Mücahit Altunok: Benim armayla yeni tanıştığım zamanlar. Avrupa semalarında çakan şimşek olduk, İstanbul’un kabusu olduk. Valencia’ya elendiğimiz maç hüngür hüngür ağladım. O günü andığımda hala gözlerim dolar. O günlere 2021 yılından bakamıyor insan. Geldiğimiz nokta utanç verici. Liyakat kavramının anlamını yitirdiği ve Ankara’nın koca çınarının köklerinin baltalandığı bir dönemdeyiz.

  • Ankara’yı bir başka köklü kulübümüz Ankaragücü ile paylaşıyorsunuz. Diğer şehirlerdeki ezeli rekabetleri de göz önüne aldığınızda Gençlerbirliği-Ankaragücü rekabeti hakkında neler söylemek istersiniz?

Tanıl Bora: Tarihi ve sahici bir rekabettir. Ankaragücü’nü sever sayarım, karakterli bir camiadır. Ne yazık ki Gökçek-Cemal Aydın cengi kulübü mahvetti. Son yıllarda, çöküş içinde, kaderlerimiz benzeşti.

Flying Dutchman: Gençlerbirliği-Ankaragücü rekabeti çok değerli bir rekabet. Bence Türkiye’deki en büyük iki derbiden birisi. Bu derbiyi özel yapan unsurlar; takımların aynı stadı paylaşması, aralarındaki tarihsel rekabet ve temsil ettiği değerler. Oldukça keyifli ve güzel maçlar, sürpriz sonuçlar gösteren derbiler izledik bu zamana kadar. Sıkıcı, 0-0 biten derbileri sevmeyen benim gibi bir insan için keyif alma garantili, tabii biz kazanırsak daha güzel.

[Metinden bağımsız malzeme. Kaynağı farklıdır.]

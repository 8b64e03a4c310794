use crate::engines::genetic::chromosome::{Chromosome, Population};
use crate::engines::indexing::path_count;
use crate::error::{precondition, Result, TrianglePathError};
use rand::distributions::{Distribution, WeightedIndex};
use rand::seq::SliceRandom;
use rand::Rng;

fn check_probability(name: &str, probability: f64) -> Result<()> {
    if !(0.0..=1.0).contains(&probability) {
        return precondition(format!("{} must be between 0 and 1, got {}", name, probability));
    }
    Ok(())
}

/// Generate `population_size` uniformly random chromosomes.
///
/// The population must be smaller than the number of distinct bit patterns,
/// otherwise duplicates are guaranteed.
pub fn generate<R: Rng>(
    population_size: usize,
    chromosome_length: usize,
    rng: &mut R,
) -> Result<Population> {
    if let Some(patterns) = path_count(chromosome_length) {
        if population_size as u64 >= patterns {
            return precondition(format!(
                "population size {} must be below the {} distinct chromosomes of length {}",
                population_size, patterns, chromosome_length
            ));
        }
    }

    Ok((0..population_size)
        .map(|_| (0..chromosome_length).map(|_| rng.gen::<bool>()).collect())
        .collect())
}

/// Roulette wheel selection: resample with replacement, probability
/// proportional to fitness, then shuffle so pairing for crossover carries no
/// positional bias.
pub fn select<R: Rng>(
    population: &[Chromosome],
    scores: &[f64],
    rng: &mut R,
) -> Result<Population> {
    if population.len() != scores.len() {
        return precondition(format!(
            "{} scores given for {} chromosomes",
            scores.len(),
            population.len()
        ));
    }

    let wheel = WeightedIndex::new(scores).map_err(|e| {
        TrianglePathError::Precondition(format!(
            "roulette wheel needs non-negative scores with a positive sum: {}",
            e
        ))
    })?;

    let mut indexes: Vec<usize> = (0..population.len()).map(|_| wheel.sample(rng)).collect();
    indexes.shuffle(rng);

    Ok(indexes.into_iter().map(|i| population[i].clone()).collect())
}

/// Single-point crossover over consecutive pairs (rows `2k` and `2k + 1`).
///
/// Each pair is recombined with `probability`; the breakpoint lies in
/// `1..len`, so every child keeps at least one bit of each parent.
pub fn crossover<R: Rng>(
    mut population: Population,
    probability: f64,
    rng: &mut R,
) -> Result<Population> {
    check_probability("crossover probability", probability)?;
    if population.len() % 2 != 0 {
        return precondition(format!(
            "crossover needs an even population, got {}",
            population.len()
        ));
    }

    for pair in population.chunks_exact_mut(2) {
        let len = pair[0].len().min(pair[1].len());
        if len <= 1 || !rng.gen_bool(probability) {
            continue;
        }

        let point = rng.gen_range(1..len);
        let (first, second) = pair.split_at_mut(1);
        first[0][point..len].swap_with_slice(&mut second[0][point..len]);
    }

    Ok(population)
}

/// Flip every bit independently with `probability`.
pub fn mutate<R: Rng>(
    mut population: Population,
    probability: f64,
    rng: &mut R,
) -> Result<Population> {
    check_probability("mutation probability", probability)?;

    for chromosome in population.iter_mut() {
        for bit in chromosome.iter_mut() {
            if rng.gen_bool(probability) {
                *bit = !*bit;
            }
        }
    }

    Ok(population)
}

#[cfg(test)]
mod tests {
    use super::*;
    use rand::rngs::StdRng;
    use rand::SeedableRng;

    #[test]
    fn test_generate_shape() {
        let mut rng = StdRng::seed_from_u64(1);
        let population = generate(10, 6, &mut rng).unwrap();

        assert_eq!(population.len(), 10);
        assert!(population.iter().all(|c| c.len() == 6));
    }

    #[test]
    fn test_generate_rejects_saturated_population() {
        let mut rng = StdRng::seed_from_u64(1);
        assert!(generate(8, 3, &mut rng).is_err());
        assert!(generate(6, 3, &mut rng).is_ok());
    }

    #[test]
    fn test_select_prefers_fit_chromosomes() {
        let mut rng = StdRng::seed_from_u64(3);
        let population = vec![vec![false, false], vec![true, true]];

        let selected = select(&population, &[0.0, 1.0], &mut rng).unwrap();
        assert!(selected.iter().all(|c| c == &vec![true, true]));
    }

    #[test]
    fn test_select_rejects_zero_scores() {
        let mut rng = StdRng::seed_from_u64(3);
        let population = vec![vec![false], vec![true]];

        assert!(select(&population, &[0.0, 0.0], &mut rng).is_err());
        assert!(select(&population, &[1.0], &mut rng).is_err());
    }

    #[test]
    fn test_crossover_swaps_suffixes() {
        let mut rng = StdRng::seed_from_u64(11);
        let population = vec![vec![false; 8], vec![true; 8]];

        let children = crossover(population, 1.0, &mut rng).unwrap();

        // Children are complementary and each mixes both parents.
        for bit in 0..8 {
            assert_ne!(children[0][bit], children[1][bit]);
        }
        assert!(!children[0][0] && children[0][7]);
        assert!(children[1][0] && !children[1][7]);
    }

    #[test]
    fn test_crossover_rejects_odd_population() {
        let mut rng = StdRng::seed_from_u64(11);
        assert!(crossover(vec![vec![true; 4]; 3], 0.5, &mut rng).is_err());
    }

    #[test]
    fn test_mutate_flips_everything_at_probability_one() {
        let mut rng = StdRng::seed_from_u64(5);
        let mutated = mutate(vec![vec![false, true, false]], 1.0, &mut rng).unwrap();
        assert_eq!(mutated, vec![vec![true, false, true]]);
    }
}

Pelin Sağlam:  Gençlerbirliği-Ankaragücürekabeti diğer şehirlerdeki gibi bir semt rekabeti değil. Ortak noktamız “Ankara”. Aynı sokaklarda yürüyor, aynı parklarda oturuyoruz, aynı mağazalardan alışveriş yapıyoruz. Kent kimliği ve kültürü açısından ortaklaştığımız çok fazla nokta var. Bu açıdan, bu rekabet diğer derbilerden ayrılıyor ve yine aynı sebepten kaybolmayacak bir bağımız var. Zaten birçok taraftarımız Ankaragücü maçlarında desteğe gitmiştir ya da Ankaragüçlüler bizim maçlarımızda desteğe gelmiştir. Peki, farkımız ne? Ya da neden bazen gerginlikler yaşanıyor? Bu iki kulübün temsil ettiği değerler, sosyokültürel farklar ve tabii ki sosyal çevremiz aslında bu iki takımdan hangisini tuttuğumuzu belirliyor. İşte bu unsurlar bazen gerilimin temel sebeplerini oluşturabiliyor. Bazen de günlük olaylar, maçlarda yaşananlar, kulüp yönetimlerinin tavırları gerginlik sebebi olabiliyor. Bu seviyede bir gerginlik de bence derbilerin tadı tuzu zaten.

Tribünün Cadısı: Gençlerbirliği-Ankaragücü taraftar karşılaştırması Ankara’da her zaman yapılır ve bir şekilde bu sosyokültürel bir karşılaştırmaya döner. Bu karşılaştırmalara girmeden konuşmam gerekirse Ankara takımlarının Süper Lig’e geri çıkma serüvenlerinde iki takımın arası biraz daha düzelmiş gibiydi, tribünde bizi desteklemeye gelen Ankaragüçlüler vardı. Fakat Süper Lig’e çıktıktan sonra Ankaragücü tribünün bizi “Ankara’nın küçük kardeşi” gibi görme hatasına düştüğünü gördük. Bizim bağımsız bir Ankara takımı olduğumuzu kabul etmeleri gerekirdi. Destekleri için teşekkür ederiz fakat bunu bizim üstümüzde baskı yapmak için kullanmaları bana göre büyük bir hataydı. Geçen seneki Ankara derbisinde hem tribünde hem sosyal medyada yaşanan gerginliklerden sonra da en azından bir süre daha yıldızların barışacağını düşünmüyorum. Sonuçta onlar da şehrimin takımı, başarısız olmalarını istemem ama şunu da belirtmeden geçemeyeceğim: “Her zaman, her yerde en büyük Gençler!”

Mücahit Altunok: Eskiden her şey çok güzeldi. Son zamanlarda bireysel tartışmalar iki tribünden insanları kutuplaştırmaya başladı. Bu soruyu iki yıl önce sormuş olsaydınız kuracağım tek cümle olurdu: ‘’Gardaş deriz kankaya’’

  • İlhan Cavcav sizin için ne ifade ediyor? Nasıl bu kadar istikrarlı bir yönetim sergiledi?

Tanıl Bora: Karışık hisler. Gençlerbirliği’ni 1970’lerin sonuna dip kümelerde sürünmekten, belki de unutulup gitmekten kurtardı, kurumsallaştırmaya dönük önemli adımlar attı. Fakat tek-adamlaştıkça, bugünkü müthiş gerilemenin temelini attı.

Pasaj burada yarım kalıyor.